(Given records Opens)

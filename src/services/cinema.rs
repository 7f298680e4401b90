use async_trait::async_trait;

use super::PaginatedService;
use crate::{
    error::AppResult,
    models::{Cinema, CinemaFilter, contains_ignore_case, search_term},
    pagination::{PaginatedList, PaginationParams},
    repository::{CinemaRepository, CrudRepository, ReadRepository},
};

#[derive(Clone)]
pub struct CinemaService {
    repo: CinemaRepository,
}

impl CinemaService {
    pub fn new(repo: CinemaRepository) -> Self {
        Self { repo }
    }

    /// Cinemas whose name contains `search`, ignoring case; all of them when blank.
    pub async fn get_all_cinemas(&self, search: Option<&str>) -> AppResult<Vec<Cinema>> {
        let cinemas = self.repo.get_all().await?;
        Ok(match search_term(search) {
            Some(term) => cinemas.into_iter().filter(|c| contains_ignore_case(&c.name, term)).collect(),
            None => cinemas,
        })
    }

    pub async fn get_all(&self) -> AppResult<Vec<Cinema>> {
        self.repo.get_all().await
    }

    pub async fn get_one_by_id(&self, name: &str) -> AppResult<Option<Cinema>> {
        self.repo.get_by_id(&name.to_string()).await
    }

    pub async fn add(&self, cinema: Cinema) -> AppResult<String> {
        self.repo.insert(cinema).await
    }

    pub async fn update(&self, cinema: Cinema) -> AppResult<()> {
        self.repo.update(cinema).await
    }

    pub async fn delete(&self, name: &str) -> AppResult<()> {
        self.repo.delete(&name.to_string()).await
    }
}

#[async_trait]
impl PaginatedService for CinemaService {
    type Item = Cinema;
    type Filter = CinemaFilter;

    async fn get_all_paginated_and_filtered(
        &self,
        params: PaginationParams,
        filter: &CinemaFilter,
    ) -> AppResult<PaginatedList<Cinema>> {
        let cinemas = self.repo.search_by_name_or_street(filter.search.as_deref()).await?;
        Ok(PaginatedList::from_vec(cinemas, params))
    }
}
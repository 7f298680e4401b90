use crate::{
    error::AppResult,
    models::Timeslot,
    repository::{ReadRepository, TimeslotRepository},
};

/// Read access to the fixed daily timeslots.
#[derive(Clone)]
pub struct TimeslotService {
    repo: TimeslotRepository,
}

impl TimeslotService {
    pub fn new(repo: TimeslotRepository) -> Self {
        Self { repo }
    }

    pub async fn get_all(&self) -> AppResult<Vec<Timeslot>> {
        self.repo.get_all().await
    }

    pub async fn get_one_by_id(&self, id: i32) -> AppResult<Option<Timeslot>> {
        self.repo.get_by_id(&id).await
    }
}
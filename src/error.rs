use axum::{
    Json,
    http::StatusCode,
    response::{IntoResponse, Response},
};
use sea_orm::{DbErr, SqlErr};
use serde_json::json;

#[derive(Debug, thiserror::Error)]
pub enum AppError {
    #[error("{0}")]
    Validation(String),
    #[error("{0}")]
    NotFound(String),
    #[error("{0}")]
    Conflict(String),
    #[error("{0} is not supported")]
    Unsupported(&'static str),
    #[error(transparent)]
    Database(DbErr),
    #[error(transparent)]
    Internal(#[from] anyhow::Error),
}

impl AppError {
    pub fn not_found(what: impl std::fmt::Display) -> Self {
        Self::NotFound(format!("{what} not found"))
    }

    fn kind(&self) -> &'static str {
        match self {
            AppError::Validation(_) => "validation",
            AppError::NotFound(_) => "not_found",
            AppError::Conflict(_) => "conflict",
            AppError::Unsupported(_) => "unsupported",
            AppError::Database(_) | AppError::Internal(_) => "internal",
        }
    }

    fn status(&self) -> StatusCode {
        match self {
            AppError::Validation(_) => StatusCode::UNPROCESSABLE_ENTITY,
            AppError::NotFound(_) => StatusCode::NOT_FOUND,
            AppError::Conflict(_) => StatusCode::CONFLICT,
            AppError::Unsupported(_) => StatusCode::METHOD_NOT_ALLOWED,
            AppError::Database(_) | AppError::Internal(_) => StatusCode::INTERNAL_SERVER_ERROR,
        }
    }
}

/// Constraint violations reported by the store become conflicts; everything else stays a
/// database error.
impl From<DbErr> for AppError {
    fn from(err: DbErr) -> Self {
        match err.sql_err() {
            Some(SqlErr::UniqueConstraintViolation(detail)) => {
                Self::Conflict(format!("duplicate entry: {detail}"))
            },
            Some(SqlErr::ForeignKeyConstraintViolation(_)) => {
                Self::Conflict("record is still referenced by other records".to_string())
            },
            _ => Self::Database(err),
        }
    }
}

impl From<jiff::Error> for AppError {
    fn from(err: jiff::Error) -> Self {
        Self::Internal(anyhow::Error::new(err))
    }
}

impl From<validator::ValidationErrors> for AppError {
    fn from(err: validator::ValidationErrors) -> Self {
        Self::Validation(err.to_string())
    }
}

impl IntoResponse for AppError {
    fn into_response(self) -> Response {
        let status = self.status();
        if status.is_server_error() {
            tracing::error!(error = %self, "request failed");
        }
        let body = json!({ "error": self.kind(), "message": self.to_string() });
        (status, Json(body)).into_response()
    }
}

pub type AppResult<T> = Result<T, AppError>;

(Given records Closes)

● Your objective
The records above must be printed again in full, exactly as written.

● Output of the task
filename src/services/cinema.rs
repository 7f298680e4401b90
use async_trait::async_trait;

use super::PaginatedService;
use crate::{
    error::AppResult,
    models::{Cinema, CinemaFilter, contains_ignore_case, search_term},
    pagination::{PaginatedList, PaginationParams},
    repository::{CinemaRepository, CrudRepository, ReadRepository},
};

#[derive(Clone)]
pub struct CinemaService {
    repo: CinemaRepository,
}

impl CinemaService {
    pub fn new(repo: CinemaRepository) -> Self {
        Self { repo }
    }

    /// Cinemas whose name contains `search`, ignoring case; all of them when blank.
    pub async fn get_all_cinemas(&self, search: Option<&str>) -> AppResult<Vec<Cinema>> {
        let cinemas = self.repo.get_all().await?;
        Ok(match search_term(search) {
            Some(term) => cinemas.into_iter().filter(|c| contains_ignore_case(&c.name, term)).collect(),
            None => cinemas,
        })
    }

    pub async fn get_all(&self) -> AppResult<Vec<Cinema>> {
        self.repo.get_all().await
    }

    pub async fn get_one_by_id(&self, name: &str) -> AppResult<Option<Cinema>> {
        self.repo.get_by_id(&name.to_string()).await
    }

    pub async fn add(&self, cinema: Cinema) -> AppResult<String> {
        self.repo.insert(cinema).await
    }

    pub async fn update(&self, cinema: Cinema) -> AppResult<()> {
        self.repo.update(cinema).await
    }

    pub async fn delete(&self, name: &str) -> AppResult<()> {
        self.repo.delete(&name.to_string()).await
    }
}

#[async_trait]
impl PaginatedService for CinemaService {
    type Item = Cinema;
    type Filter = CinemaFilter;

    async fn get_all_paginated_and_filtered(
        &self,
        params: PaginationParams,
        filter: &CinemaFilter,
    ) -> AppResult<PaginatedList<Cinema>> {
        let cinemas = self.repo.search_by_name_or_street(filter.search.as_deref()).await?;
        Ok(PaginatedList::from_vec(cinemas, params))
    }
}
repository 7f298680e4401b90
use crate::{
    error::AppResult,
    models::Timeslot,
    repository::{ReadRepository, TimeslotRepository},
};

/// Read access to the fixed daily timeslots.
#[derive(Clone)]
pub struct TimeslotService {
    repo: TimeslotRepository,
}

impl TimeslotService {
    pub fn new(repo: TimeslotRepository) -> Self {
        Self { repo }
    }

    pub async fn get_all(&self) -> AppResult<Vec<Timeslot>> {
        self.repo.get_all().await
    }

    pub async fn get_one_by_id(&self, id: i32) -> AppResult<Option<Timeslot>> {
        self.repo.get_by_id(&id).await
    }
}
filename src/error.rs
use axum::{
    Json,
    http::StatusCode,
    response::{IntoResponse, Response},
};
use sea_orm::{DbErr, SqlErr};
use serde_json::json;

#[derive(Debug, thiserror::Error)]
pub enum AppError {
    #[error("{0}")]
    Validation(String),
    #[error("{0}")]
    NotFound(String),
    #[error("{0}")]
    Conflict(String),
    #[error("{0} is not supported")]
    Unsupported(&'static str),
    #[error(transparent)]
    Database(DbErr),
    #[error(transparent)]
    Internal(#[from] anyhow::Error),
}

impl AppError {
    pub fn not_found(what: impl std::fmt::Display) -> Self {
        Self::NotFound(format!("{what} not found"))
    }

    fn kind(&self) -> &'static str {
        match self {
            AppError::Validation(_) => "validation",
            AppError::NotFound(_) => "not_found",
            AppError::Conflict(_) => "conflict",
            AppError::Unsupported(_) => "unsupported",
            AppError::Database(_) | AppError::Internal(_) => "internal",
        }
    }

    fn status(&self) -> StatusCode {
        match self {
            AppError::Validation(_) => StatusCode::UNPROCESSABLE_ENTITY,
            AppError::NotFound(_) => StatusCode::NOT_FOUND,
            AppError::Conflict(_) => StatusCode::CONFLICT,
            AppError::Unsupported(_) => StatusCode::METHOD_NOT_ALLOWED,
            AppError::Database(_) | AppError::Internal(_) => StatusCode::INTERNAL_SERVER_ERROR,
        }
    }
}

/// Constraint violations reported by the store become conflicts; everything else stays a
/// database error.
impl From<DbErr> for AppError {
    fn from(err: DbErr) -> Self {
        match err.sql_err() {
            Some(SqlErr::UniqueConstraintViolation(detail)) => {
                Self::Conflict(format!("duplicate entry: {detail}"))
            },
            Some(SqlErr::ForeignKeyConstraintViolation(_)) => {
                Self::Conflict("record is still referenced by other records".to_string())
            },
            _ => Self::Database(err),
        }
    }
}

impl From<jiff::Error> for AppError {
    fn from(err: jiff::Error) -> Self {
        Self::Internal(anyhow::Error::new(err))
    }
}

impl From<validator::ValidationErrors> for AppError {
    fn from(err: validator::ValidationErrors) -> Self {
        Self::Validation(err.to_string())
    }
}

impl IntoResponse for AppError {
    fn into_response(self) -> Response {
        let status = self.status();
        if status.is_server_error() {
            tracing::error!(error = %self, "request failed");
        }
        let body = json!({ "error": self.kind(), "message": self.to_string() });
        (status, Json(body)).into_response()
    }
}

pub type AppResult<T> = Result<T, AppError>;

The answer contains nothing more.